Redação - 24/10/2019 07:00

O trabalho de Darcy Ribeiro em certa medida complementa a obra de Paulo Freire, com sua educação libertária através do conceito de pedagogia do oprimido tendo em vista um processo de inclusão social. Isso porque os projetos desses dois pensadores abraçam uma articulação entre a alfabetização,o ensino básico e o universitário para o conjunto do sistema educacional brasileiro. Em a Universidade Necessária (1969), Darcy aponta a viabilidade de formação de uma futura nação fazendo face “às forças do atraso”. A Universidade de Brasília já expressava grande parte dessa pretensa realização, em que uma mentalidade utópica comandou as ações para as gerações futuras, considerando que ciências deveriam dialogar entre elas mesmas para o bem do desenvolvimento científico nacional. Fazer Tabula Rasa do passado era a palavra de ordem, sem apego às formas herdadas que só conduzem ao desastre, daí a necessidade da crítica (palavra mágica) severa para com aqueles que não colimassem com os fins pretendidos.

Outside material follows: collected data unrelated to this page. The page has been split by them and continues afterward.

//! `SecurePluginLoader`: read, validate, and only then load

use super::loader::{ModuleLoader, SourceModuleLoader};
use crate::error::{ToolError, ToolResult};
use parking_lot::RwLock;
use serde_json::Value;
use std::collections::BTreeMap;
use std::path::{Path, PathBuf};
use tracing::{error, info, instrument, warn};
use uplift_core::security::DEFAULT_AUDIT_CAPACITY;
use uplift_core::{
    AuditEntry, AuditLog, PluginRisk, PluginSignature, PluginValidation, PluginValidator,
    SecurityError, SecuritySuite, SharedAuditLog,
};

/// Plugin source that passed validation
///
/// Only `SecurePluginLoader::validate` builds one, so holding an
/// `ApprovedPlugin` proves the exact source inside was checked.
#[derive(Debug, Clone)]
pub struct ApprovedPlugin {
    name: String,
    path: PathBuf,
    source: String,
    validation: PluginValidation,
}

impl ApprovedPlugin {
    pub fn name(&self) -> &str {
        &self.name
    }

    pub fn path(&self) -> &Path {
        &self.path
    }

    pub fn source(&self) -> &str {
        &self.source
    }

    pub fn validation(&self) -> &PluginValidation {
        &self.validation
    }
}

/// Outcome of the validation phase
#[derive(Debug, Clone)]
pub enum PluginDecision {
    Allow(ApprovedPlugin),
    Deny(PluginValidation),
}

impl PluginDecision {
    pub fn is_allowed(&self) -> bool {
        matches!(self, Self::Allow(_))
    }

    pub fn validation(&self) -> &PluginValidation {
        match self {
            Self::Allow(approved) => &approved.validation,
            Self::Deny(validation) => validation,
        }
    }
}

/// Validates plugin files and hands approved ones to a `ModuleLoader`
pub struct SecurePluginLoader<L: ModuleLoader = SourceModuleLoader> {
    validator: PluginValidator,
    loader: L,
    loaded: RwLock<BTreeMap<String, L::Handle>>,
    audit: SharedAuditLog,
}

impl SecurePluginLoader<SourceModuleLoader> {
    pub fn new(validator: PluginValidator) -> Self {
        Self::with_loader(
            validator,
            SourceModuleLoader::new(),
            AuditLog::shared(DEFAULT_AUDIT_CAPACITY),
        )
    }

    pub fn from_suite(suite: &SecuritySuite) -> Self {
        Self::with_loader(
            suite.plugins().clone(),
            SourceModuleLoader::new(),
            AuditLog::shared(suite.audit_capacity()),
        )
    }
}

impl<L: ModuleLoader> SecurePluginLoader<L> {
    pub fn with_loader(validator: PluginValidator, loader: L, audit: SharedAuditLog) -> Self {
        Self {
            validator,
            loader,
            loaded: RwLock::new(BTreeMap::new()),
            audit,
        }
    }

    pub fn validator(&self) -> &PluginValidator {
        &self.validator
    }

    pub fn loader(&self) -> &L {
        &self.loader
    }

    /// Phase one: read the file and decide, with no loader side effects
    #[instrument(skip(self, signature), fields(plugin = name, path = %path.display()))]
    pub async fn validate(
        &self,
        name: &str,
        path: &Path,
        signature: Option<&PluginSignature>,
    ) -> PluginDecision {
        let validation = match tokio::fs::read_to_string(path).await {
            Ok(source) => {
                let validation = self.validator.validate_plugin_code(&source, signature);
                if validation.is_valid {
                    self.record_validation(name, path, &validation);
                    return PluginDecision::Allow(ApprovedPlugin {
                        name: name.to_string(),
                        path: path.to_path_buf(),
                        source,
                        validation,
                    });
                }
                validation
            }
            Err(e) => PluginValidation::reject(
                PluginRisk::Critical,
                format!("plugin file {} could not be read: {}", path.display(), e),
            ),
        };
        self.record_validation(name, path, &validation);
        PluginDecision::Deny(validation)
    }

    /// Phase two: load an approved plugin and track its handle
    #[instrument(skip(self, approved), fields(plugin = approved.name()))]
    pub async fn load(&self, approved: ApprovedPlugin) -> ToolResult<L::Handle> {
        let ApprovedPlugin {
            name,
            path,
            source,
            validation,
        } = approved;

        let isolated = self.validator.policy().isolates(validation.risk_level);
        if isolated {
            warn!(
                plugin = %name,
                risk = %validation.risk_level,
                permissions = ?validation.permissions_required,
                "loading plugin with elevated risk, flagged for isolation"
            );
        }

        match self.loader.load(&name, &path, &source).await {
            Ok(handle) => {
                self.loaded.write().insert(name.clone(), handle.clone());
                info!(plugin = %name, path = %path.display(), "plugin loaded");
                self.audit.record(
                    AuditEntry::new("load_plugin", name, true)
                        .with_risk(validation.risk_level)
                        .with_detail("path", path.display().to_string())
                        .with_detail("isolated", isolated),
                );
                Ok(handle)
            }
            Err(err) => {
                error!(plugin = %name, error = %err, "plugin loader failed");
                self.audit.record(
                    AuditEntry::new("load_plugin", name, false)
                        .with_risk(validation.risk_level)
                        .with_error(err.to_string()),
                );
                Err(err)
            }
        }
    }

    /// Both phases; a denial becomes `SecurityError::PluginRejected`
    pub async fn load_plugin_module(
        &self,
        name: &str,
        path: &Path,
        signature: Option<&PluginSignature>,
    ) -> ToolResult<L::Handle> {
        match self.validate(name, path, signature).await {
            PluginDecision::Allow(approved) => self.load(approved).await,
            PluginDecision::Deny(validation) => {
                error!(
                    plugin = name,
                    risk = %validation.risk_level,
                    reason = %validation.reason,
                    "plugin blocked"
                );
                Err(ToolError::Security(SecurityError::PluginRejected {
                    name: name.to_string(),
                    risk: validation.risk_level,
                    reason: validation.reason,
                }))
            }
        }
    }

    pub fn unload(&self, name: &str) -> bool {
        let removed = self.loaded.write().remove(name).is_some();
        if removed {
            self.audit
                .record(AuditEntry::new("unload_plugin", name, true));
        }
        removed
    }

    pub fn handle(&self, name: &str) -> Option<L::Handle> {
        self.loaded.read().get(name).cloned()
    }

    pub fn loaded_plugins(&self) -> Vec<String> {
        self.loaded.read().keys().cloned().collect()
    }

    pub fn get_audit_log(&self, limit: usize) -> Vec<AuditEntry> {
        self.audit.recent(limit)
    }

    fn record_validation(&self, name: &str, path: &Path, validation: &PluginValidation) {
        let permissions: Vec<Value> = validation
            .permissions_required
            .iter()
            .map(|p| Value::from(p.as_str()))
            .collect();
        let mut entry = AuditEntry::new("validate_plugin", name, validation.is_valid)
            .with_risk(validation.risk_level)
            .with_detail("path", path.display().to_string())
            .with_detail("signature_valid", validation.signature_valid)
            .with_detail("permissions", permissions);
        if !validation.is_valid {
            entry = entry.with_reason(validation.reason.clone());
        }
        self.audit.record(entry);
    }
}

Esses fins tipicamente desenvolvimentistas seriam alcançados por meio de políticas de Estado, as quais deveriam estar voltadas para o incentivo à ciência, ao avanço tecnológico e à industrialização.O êxito desse projeto certamente asseguraria a felicidade futura da nação Pindorama. Mas, como toda utopia, a promessa nunca se realiza, daí a necessidade de se encontrar um culpado. O bode expiatório, como não poderia deixar de ser, foi o famoso golpe militar de 1964, que frustrou de maneira violenta, através de expurgos, perseguições e exílios, esse sublime projeto que pretendia combinar o desenvolvimento econômico com a justiça social e a democracia política. Éramos inteligentes e sabíamos de nossas capacidades, mas os militares estavam no meio do caminho para roubar o desenrolar da cena. Que pena…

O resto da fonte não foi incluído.